Wednesday, August 12, 2015: 4:20 PM
302, Baltimore Convention Center
Joseph J. Parkos III, Department of Biological Sciences, Florida International University, Miami, FL
Joel Trexler, Department of Biological Sciences, Florida International University, Miami, FL
Background/Question/Methods

Behavioral responses to landscape structure, such as habitat edges, area, and configuration, and subsequent emergent patterns of connectivity are mostly known from terrestrial environments. In particular, the application of this conceptual framework to submerged landscape structure has only been applied to a limited range of aquatic ecosystem types. We used a conceptual model of behavioral landscape-ecology as a framework for analyzing functional connectivity from fish movement in a hydroscape where structural connectivity varies seasonally from annual droughts. The Florida Everglades is a spatially extensive wetland with hydroscape structure from artificial elements, such as canals, and local to regional scale variation in topography that shapes spatiotemporal patterns of hydrology. How the natural and artificial hydroscape structure in this wetland affects connectivity from fish movement is not well known, adding uncertainty to outcomes of proposed restoration measures. We used radio telemetry techniques to quantify the movement patterns of three species of large-bodied piscivorous fishes within areas characterized by different hydroscape patterns. Statistical models of hydroscape structure at multiple scales was extracted from an integrated network of monitoring gauges and hydrology models and confronted with empirical data on movement scales and directions, including movement between canals and marshes.

Results/Conclusions

Florida Gar, the most abundant predatory fish, made longer, more directed movements when structural connectivity was decreasing during droughts than during the increased connectivity characterizing the rainy season. During receding water, Florida Gar movement patterns were shaped by the distance and direction they needed to move to reach drought refuge habitats. Scale, timing, and direction of functional connectivity between marshes and canals were influenced by spatial patterns of hydrology bordering each canal.

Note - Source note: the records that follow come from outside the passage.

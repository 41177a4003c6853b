//! Outcome model for a capture session

use std::fmt;

use crate::ports::analysis::TransportErrorKind;

/// Figures extracted from a well-formed analysis response
#[derive(Debug, Clone, PartialEq)]
pub struct AnalysisSummary {
    /// Total reported by the service (e.g., calories)
    pub total_amount: f64,
    /// Self-reported confidence, 0 to 10
    pub confidence: i64,
    /// Short description of what was recognized
    pub description: String,
}

impl AnalysisSummary {
    /// One-line text stored alongside the history entry
    pub fn summary_text(&self) -> String {
        format!("{}: {}", self.description, format_amount(self.total_amount))
    }
}

/// Why a session ended in the overload screen
#[derive(Debug, Clone, Copy, PartialEq, Eq)]
pub enum OverloadCause {
    /// Non-interruption transport failure
    Transport(TransportErrorKind),
    /// Response body was not a well-formed analysis object
    MalformedPayload,
}

impl fmt::Display for OverloadCause {
    fn fmt(&self, f: &mut fmt::Formatter<'_>) -> fmt::Result {
        match self {
            OverloadCause::Transport(kind) => write!(f, "transport:{}", kind),
            OverloadCause::MalformedPayload => write!(f, "malformed-payload"),
        }
    }
}

/// Classified result of a capture session
#[derive(Debug, Clone, PartialEq)]
pub enum Outcome {
    Success {
        summary: AnalysisSummary,
        raw_payload: String,
    },
    /// The service reported nothing recognizable in the image
    NoContent,
    /// The call died because the host suspended network work
    TransientInterruption { kind: TransportErrorKind },
    /// The service failed, rate limited us, or answered with garbage
    ServiceOverloaded { cause: OverloadCause },
    /// Abandoned after prolonged backgrounding or by the user
    Cancelled,
}

impl Outcome {
    pub fn is_success(&self) -> bool {
        matches!(self, Outcome::Success { .. })
    }

    /// Whether this outcome closes the session
    ///
    /// An interruption leaves the session waiting for a resume.
    pub fn is_terminal(&self) -> bool {
        !matches!(self, Outcome::TransientInterruption { .. })
    }

    /// Stable name used in logs
    pub fn name(&self) -> &'static str {
        match self {
            Outcome::Success { .. } => "success",
            Outcome::NoContent => "no-content",
            Outcome::TransientInterruption { .. } => "transient-interruption",
            Outcome::ServiceOverloaded { .. } => "service-overloaded",
            Outcome::Cancelled => "cancelled",
        }
    }
}

impl fmt::Display for Outcome {
    fn fmt(&self, f: &mut fmt::Formatter<'_>) -> fmt::Result {
        match self {
            Outcome::Success { summary, .. } => write!(f, "success ({})", summary.summary_text()),
            Outcome::TransientInterruption { kind } => write!(f, "transient-interruption ({})", kind),
            Outcome::ServiceOverloaded { cause } => write!(f, "service-overloaded ({})", cause),
            other => f.write_str(other.name()),
        }
    }
}

/// Observable phase of the active session
#[derive(Debug, Clone, PartialEq)]
pub enum SessionPhase {
    /// The remote call is running
    InFlight,
    /// The last call was interrupted; waiting for a resume to retry
    Interrupted(TransportErrorKind),
    /// A terminal outcome has been emitted
    Resolved(Outcome),
}

impl SessionPhase {
    pub fn is_resolved(&self) -> bool {
        matches!(self, SessionPhase::Resolved(_))
    }

    pub fn outcome(&self) -> Option<&Outcome> {
        match self {
            SessionPhase::Resolved(outcome) => Some(outcome),
            _ => None,
        }
    }
}

fn format_amount(amount: f64) -> String {
    if amount.fract() == 0.0 {
        format!("{:.0}", amount)
    } else {
        format!("{:.1}", amount)
    }
}
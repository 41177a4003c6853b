//! Process lifecycle adapter
//!
//! Turns job-control signals into lifecycle events: SIGTSTP (Ctrl-Z) is the
//! terminal equivalent of the app going to the background, SIGCONT (`fg`)
//! brings it back.

use std::io;
use std::time::Duration;

use tally_core::ports::lifecycle::{LifecycleBroadcaster, LifecycleEvent, LifecycleSignal};
use tokio::signal::unix::{signal, SignalKind};
use tokio::sync::broadcast;
use tokio::task::JoinHandle;
use tracing::{debug, warn};

/// Time subscribers get to observe Background before the process stops
const SUSPEND_SETTLE: Duration = Duration::from_millis(20);

/// Lifecycle signal backed by SIGTSTP / SIGCONT
pub struct SignalLifecycle {
    broadcaster: LifecycleBroadcaster,
    task: JoinHandle<()>,
}

impl SignalLifecycle {
    /// Installs the signal handlers
    ///
    /// Must be called from within a tokio runtime. Once installed, Ctrl-Z no
    /// longer stops the process directly: the handler announces Background,
    /// then stops the process itself.
    pub fn install() -> io::Result<Self> {
        let mut suspend = signal(SignalKind::from_raw(libc::SIGTSTP))?;
        let mut resume = signal(SignalKind::from_raw(libc::SIGCONT))?;

        let broadcaster = LifecycleBroadcaster::new();
        let tx = broadcaster.clone();

        let task = tokio::spawn(async move {
            loop {
                tokio::select! {
                    received = suspend.recv() => {
                        if received.is_none() {
                            break;
                        }
                        debug!("SIGTSTP received");
                        tx.emit(LifecycleEvent::Background);
                        tokio::time::sleep(SUSPEND_SETTLE).await;
                        stop_self();
                    }
                    received = resume.recv() => {
                        if received.is_none() {
                            break;
                        }
                        debug!("SIGCONT received");
                        tx.emit(LifecycleEvent::Foreground);
                    }
                }
            }
            warn!("Signal streams closed, lifecycle events stopped");
        });

        Ok(Self { broadcaster, task })
    }

    /// Underlying broadcaster, for emitting events by hand
    pub fn broadcaster(&self) -> &LifecycleBroadcaster {
        &self.broadcaster
    }
}

impl LifecycleSignal for SignalLifecycle {
    fn subscribe(&self) -> broadcast::Receiver<LifecycleEvent> {
        self.broadcaster.subscribe()
    }
}

impl Drop for SignalLifecycle {
    fn drop(&mut self) {
        self.task.abort();
    }
}

fn stop_self() {
    // SAFETY: raise only delivers a signal to the calling process
    let rc = unsafe { libc::raise(libc::SIGSTOP) };
    if rc != 0 {
        warn!(error = %io::Error::last_os_error(), "Failed to stop process");
    }
}
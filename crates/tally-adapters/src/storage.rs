//! Storage adapter implementations
//!
//! Contains the SQLite store backing both analysis history and the daily
//! usage quota.

use std::path::{Path, PathBuf};

use async_trait::async_trait;
use chrono::{Local, Utc};
use rusqlite::OptionalExtension;
use tally_core::config::UsageConfig;
use tally_core::ports::analysis::CapturedImage;
use tally_core::ports::history::{HistoryEntry, HistoryError, HistoryRecorder};
use tally_core::ports::usage::{Tier, UsageError, UsageGate};
use tokio_rusqlite::Connection;
use uuid::Uuid;

/// SQL statements for database initialization - analyses table
const CREATE_ANALYSES_TABLE_SQL: &str = r#"
CREATE TABLE IF NOT EXISTS analyses (
    id INTEGER PRIMARY KEY AUTOINCREMENT,
    captured_at INTEGER NOT NULL,
    image_path TEXT NOT NULL,
    summary TEXT NOT NULL,
    raw_payload TEXT NOT NULL,
    created_at INTEGER NOT NULL
)
"#;

const CREATE_ANALYSES_CREATED_AT_INDEX_SQL: &str =
    "CREATE INDEX IF NOT EXISTS idx_analyses_created_at ON analyses(created_at)";

/// SQL statements for database initialization - usage table, one row per local day
const CREATE_USAGE_TABLE_SQL: &str = r#"
CREATE TABLE IF NOT EXISTS usage (
    day TEXT PRIMARY KEY,
    count INTEGER NOT NULL DEFAULT 0
)
"#;

/// SQLite store implementing HistoryRecorder and UsageGate
pub struct SqliteStore {
    conn: Connection,
    captures_dir: PathBuf,
    limits: UsageConfig,
}

impl SqliteStore {
    /// Opens (or creates) the database and initializes the schema
    ///
    /// # Arguments
    /// * `db_path` - Path to the SQLite database file
    /// * `captures_dir` - Directory receiving a copy of each analyzed image
    /// * `limits` - Daily quota per tier
    ///
    /// # Errors
    /// Returns `HistoryError::ConnectionError` if the database cannot be opened
    pub async fn new(
        db_path: &Path,
        captures_dir: impl Into<PathBuf>,
        limits: UsageConfig,
    ) -> Result<Self, HistoryError> {
        let path_str = db_path.to_string_lossy().to_string();

        let conn = Connection::open(&path_str)
            .await
            .map_err(|e| HistoryError::ConnectionError(e.to_string()))?;

        Self::initialize_schema(&conn).await?;

        tracing::info!(path = %path_str, "SQLite database initialized");
        Ok(Self {
            conn,
            captures_dir: captures_dir.into(),
            limits,
        })
    }

    /// Creates an in-memory store for testing
    #[cfg(test)]
    pub async fn new_in_memory(
        captures_dir: impl Into<PathBuf>,
        limits: UsageConfig,
    ) -> Result<Self, HistoryError> {
        let conn = Connection::open(":memory:")
            .await
            .map_err(|e| HistoryError::ConnectionError(e.to_string()))?;

        Self::initialize_schema(&conn).await?;

        Ok(Self {
            conn,
            captures_dir: captures_dir.into(),
            limits,
        })
    }

    async fn initialize_schema(conn: &Connection) -> Result<(), HistoryError> {
        conn.call(|conn| {
            conn.execute_batch("PRAGMA journal_mode=WAL;")?;

            conn.execute(CREATE_ANALYSES_TABLE_SQL, [])?;
            conn.execute(CREATE_ANALYSES_CREATED_AT_INDEX_SQL, [])?;
            conn.execute(CREATE_USAGE_TABLE_SQL, [])?;

            Ok(())
        })
        .await
        .map_err(|e| HistoryError::DatabaseError(e.to_string()))
    }

    fn daily_limit(&self, tier: Tier) -> u32 {
        match tier {
            Tier::Free => self.limits.free_daily_limit,
            Tier::Premium => self.limits.premium_daily_limit,
        }
    }

    /// Successful analyses counted for today
    pub async fn used_today(&self) -> Result<u32, UsageError> {
        let day = today_key();
        self.conn
            .call(move |conn| {
                let count: Option<u32> = conn
                    .query_row("SELECT count FROM usage WHERE day = ?1", [day], |row| {
                        row.get(0)
                    })
                    .optional()?;
                Ok(count.unwrap_or(0))
            })
            .await
            .map_err(|e| UsageError::DatabaseError(e.to_string()))
    }

    /// Most recent history entries, newest first
    pub async fn recent_entries(&self, limit: usize) -> Result<Vec<HistoryEntry>, HistoryError> {
        self.conn
            .call(move |conn| {
                let mut stmt = conn.prepare(
                    "SELECT id, captured_at, image_path, summary, raw_payload, created_at FROM analyses ORDER BY created_at DESC, id DESC LIMIT ?1",
                )?;

                let rows = stmt.query_map([limit as i64], |row| {
                    Ok(HistoryEntry {
                        id: Some(row.get(0)?),
                        captured_at: row.get(1)?,
                        image_path: row.get(2)?,
                        summary: row.get(3)?,
                        raw_payload: row.get(4)?,
                        created_at: row.get(5)?,
                    })
                })?;

                let mut entries = Vec::new();
                for row in rows {
                    entries.push(row?);
                }
                Ok(entries)
            })
            .await
            .map_err(|e| HistoryError::DatabaseError(e.to_string()))
    }

    /// Writes the image next to the database; returns the stored path
    async fn store_image(&self, image: &CapturedImage) -> Result<PathBuf, HistoryError> {
        tokio::fs::create_dir_all(&self.captures_dir).await?;

        let stamp = Utc::now().format("%Y-%m-%d_%H-%M-%S");
        let suffix = Uuid::new_v4().simple().to_string();
        let path = self.captures_dir.join(format!(
            "{}_{}.{}",
            stamp,
            &suffix[..8],
            image.extension()
        ));

        tokio::fs::write(&path, &image.data[..]).await?;
        Ok(path)
    }
}

/// Usage counters roll over at local midnight
fn today_key() -> String {
    Local::now().format("%Y-%m-%d").to_string()
}

#[async_trait]
impl HistoryRecorder for SqliteStore {
    async fn record(
        &self,
        image: &CapturedImage,
        summary: &str,
        raw_payload: &str,
    ) -> Result<(), HistoryError> {
        let image_path = self.store_image(image).await?;
        let image_path = image_path.to_string_lossy().to_string();
        let captured_at = image.timestamp;
        let created_at = Utc::now().timestamp();
        let summary = summary.to_string();
        let raw_payload = raw_payload.to_string();

        tracing::debug!(path = %image_path, "Saving history entry");

        self.conn
            .call(move |conn| {
                conn.execute(
                    "INSERT INTO analyses (captured_at, image_path, summary, raw_payload, created_at) VALUES (?1, ?2, ?3, ?4, ?5)",
                    rusqlite::params![captured_at, image_path, summary, raw_payload, created_at],
                )?;
                Ok(())
            })
            .await
            .map_err(|e| HistoryError::DatabaseError(e.to_string()))
    }
}

#[async_trait]
impl UsageGate for SqliteStore {
    async fn remaining(&self, tier: Tier) -> Result<u32, UsageError> {
        let used = self.used_today().await?;
        Ok(self.daily_limit(tier).saturating_sub(used))
    }

    async fn record_success(&self) -> Result<(), UsageError> {
        let day = today_key();
        self.conn
            .call(move |conn| {
                conn.execute(
                    "INSERT INTO usage (day, count) VALUES (?1, 1) ON CONFLICT(day) DO UPDATE SET count = count + 1",
                    [day],
                )?;
                Ok(())
            })
            .await
            .map_err(|e| UsageError::DatabaseError(e.to_string()))
    }
}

Permeability of the borders between canals and marshes to fish movement and the scale of hydroscape structure affecting connectivity distances and directions were both greater for an invasive species, the Mayan Cichlid, than for Florida Largemouth Bass, a commercially important native predator. These quantified links between fluctuating hydroscape structure and functional connectivity scale up to metapopulation and metacommunity dynamics at annual and long-term time scales. A major goal of Florida Everglades restoration is to recreate more natural hydrological patterns, including reconnecting regions where flow is currently blocked by canals and levees. A hydroscape perspective on connectivity provides a framework for predicting the impacts of climate- and water management-related changes to hydrology in the Florida Everglades.